[[ Given data open ]]

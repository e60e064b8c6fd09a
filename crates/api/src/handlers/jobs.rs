//! Handlers for the convert / delete bulk jobs.

use axum::extract::{Query, State};
use axum::Json;
use serde::{Deserialize, Serialize};
use trickplay_pipeline::bulk::JobKind;
use trickplay_pipeline::job_log::LogLine;

use crate::state::AppState;

#[derive(Debug, Serialize)]
pub struct JobStarted {
    /// `false` when another job was already running; the refusal is in
    /// the requested job's log.
    pub started: bool,
}

#[derive(Debug, Deserialize)]
pub struct LogQuery {
    #[serde(rename = "type")]
    pub kind: Option<JobKind>,
}

/// POST /convert/all
pub async fn convert_all(State(state): State<AppState>) -> Json<JobStarted> {
    start(&state, JobKind::Convert)
}

/// POST /delete/all
pub async fn delete_all(State(state): State<AppState>) -> Json<JobStarted> {
    start(&state, JobKind::Delete)
}

/// GET /convert/log?type=convert|delete
///
/// Lines from the most recent run of the job; `convert` when omitted.
pub async fn get_log(
    State(state): State<AppState>,
    Query(query): Query<LogQuery>,
) -> Json<Vec<LogLine>> {
    let kind = query.kind.unwrap_or(JobKind::Convert);
    Json(state.jobs.log(kind).snapshot())
}

fn start(state: &AppState, kind: JobKind) -> Json<JobStarted> {
    let started = state.jobs.start(kind);
    tracing::info!(?kind, started, "Bulk job requested");
    Json(JobStarted { started })
}
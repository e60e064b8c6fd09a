//! Where the session gets manifests and BIFs from.

use async_trait::async_trait;
use bytes::Bytes;
use reqwest::StatusCode;
use trickplay_core::manifest::Manifest;
use trickplay_core::types::{ItemId, Width};

use crate::config::ClientConfig;
use crate::error::ClientError;

/// Server answer for one fetch, following the serving retry contract.
#[derive(Debug, Clone, PartialEq, Eq)]
pub enum FetchOutcome<T> {
    Ready(T),
    /// Generation is running; retry after the backoff.
    NotReady,
    NotFound,
}

#[async_trait]
pub trait TrickplaySource: Send + Sync {
    async fn fetch_manifest(&self, item: ItemId) -> Result<FetchOutcome<Manifest>, ClientError>;

    async fn fetch_bif(&self, item: ItemId, width: Width) -> Result<FetchOutcome<Bytes>, ClientError>;
}

/// [`TrickplaySource`] over the HTTP endpoints.
pub struct HttpSource {
    client: reqwest::Client,
    base_url: String,
}

impl HttpSource {
    pub fn new(config: &ClientConfig) -> Self {
        Self::with_client(reqwest::Client::new(), config)
    }

    /// Reuse an existing [`reqwest::Client`] and its connection pool.
    pub fn with_client(client: reqwest::Client, config: &ClientConfig) -> Self {
        Self {
            client,
            base_url: config.base_url.clone(),
        }
    }

    async fn get(&self, url: String) -> Result<FetchOutcome<reqwest::Response>, ClientError> {
        tracing::debug!(%url, "Requesting trickplay resource");
        let response = self.client.get(&url).send().await?;
        match response.status() {
            status if status.is_success() => Ok(FetchOutcome::Ready(response)),
            StatusCode::SERVICE_UNAVAILABLE => Ok(FetchOutcome::NotReady),
            StatusCode::NOT_FOUND => Ok(FetchOutcome::NotFound),
            status => {
                let body = response.text().await.unwrap_or_default();
                Err(ClientError::UnexpectedStatus {
                    status: status.as_u16(),
                    body,
                })
            }
        }
    }
}

#[async_trait]
impl TrickplaySource for HttpSource {
    async fn fetch_manifest(&self, item: ItemId) -> Result<FetchOutcome<Manifest>, ClientError> {
        Ok(match self.get(format!("{}/manifest/{item}", self.base_url)).await? {
            FetchOutcome::Ready(response) => FetchOutcome::Ready(response.json().await?),
            FetchOutcome::NotReady => FetchOutcome::NotReady,
            FetchOutcome::NotFound => FetchOutcome::NotFound,
        })
    }

    async fn fetch_bif(&self, item: ItemId, width: Width) -> Result<FetchOutcome<Bytes>, ClientError> {
        Ok(match self.get(format!("{}/bif/{item}/{width}", self.base_url)).await? {
            FetchOutcome::Ready(response) => FetchOutcome::Ready(response.bytes().await?),
            FetchOutcome::NotReady => FetchOutcome::NotReady,
            FetchOutcome::NotFound => FetchOutcome::NotFound,
        })
    }
}

#[cfg(test)]
mod tests {
    use assert_matches::assert_matches;
    use axum::extract::Path;
    use axum::http::StatusCode;
    use axum::routing::get;
    use axum::{Json, Router};
    use trickplay_core::bif;

    use super::*;

    const READY: &str = "0000000000000000000000000000000a";
    const PENDING: &str = "0000000000000000000000000000000b";
    const BROKEN: &str = "0000000000000000000000000000000c";

    async fn manifest(Path(id): Path<String>) -> Result<Json<Manifest>, StatusCode> {
        match id.as_str() {
            READY => Ok(Json(Manifest::with_widths([160, 320]))),
            PENDING => Err(StatusCode::SERVICE_UNAVAILABLE),
            BROKEN => Err(StatusCode::INTERNAL_SERVER_ERROR),
            _ => Err(StatusCode::NOT_FOUND),
        }
    }

    async fn bif_file(Path((id, width)): Path<(String, u32)>) -> Result<Vec<u8>, StatusCode> {
        match (id.as_str(), width) {
            (READY, 320) => Ok(bif::encode(&[b"frame".as_slice()], 1_000).unwrap()),
            (PENDING, _) => Err(StatusCode::SERVICE_UNAVAILABLE),
            _ => Err(StatusCode::NOT_FOUND),
        }
    }

    async fn serve() -> HttpSource {
        let app = Router::new()
            .route("/manifest/{id}", get(manifest))
            .route("/bif/{id}/{width}", get(bif_file));
        let listener = tokio::net::TcpListener::bind("127.0.0.1:0").await.unwrap();
        let addr = listener.local_addr().unwrap();
        tokio::spawn(async move { axum::serve(listener, app).await.unwrap() });
        HttpSource::new(&ClientConfig::new(format!("http://{addr}/")))
    }

    fn id(raw: &str) -> ItemId {
        raw.parse().unwrap()
    }

    #[tokio::test]
    async fn maps_statuses_to_outcomes() {
        let source = serve().await;

        assert_matches!(
            source.fetch_manifest(id(READY)).await.unwrap(),
            FetchOutcome::Ready(m) if m.widths() == vec![160, 320]
        );
        assert_eq!(
            source.fetch_manifest(id(PENDING)).await.unwrap(),
            FetchOutcome::NotReady
        );
        assert_eq!(
            source.fetch_manifest(id("0000000000000000000000000000000d")).await.unwrap(),
            FetchOutcome::NotFound
        );

        let bytes = match source.fetch_bif(id(READY), 320).await.unwrap() {
            FetchOutcome::Ready(bytes) => bytes,
            other => panic!("expected bytes, got {other:?}"),
        };
        assert_eq!(bif::Bif::decode(bytes).unwrap().len(), 1);
        assert_eq!(
            source.fetch_bif(id(READY), 640).await.unwrap(),
            FetchOutcome::NotFound
        );
    }

    #[tokio::test]
    async fn other_statuses_are_errors() {
        let source = serve().await;
        assert_matches!(
            source.fetch_manifest(id(BROKEN)).await,
            Err(ClientError::UnexpectedStatus { status: 500, .. })
        );
    }
}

[[ Given data closed ]]

--- What you should do ---
Search the records for the word "axum", then list every line that has it.

--- Solution to this exercise ---
use axum::extract::{Query, State};
use axum::Json;
    use axum::extract::Path;
    use axum::http::StatusCode;
    use axum::routing::get;
    use axum::{Json, Router};
        tokio::spawn(async move { axum::serve(listener, app).await.unwrap() });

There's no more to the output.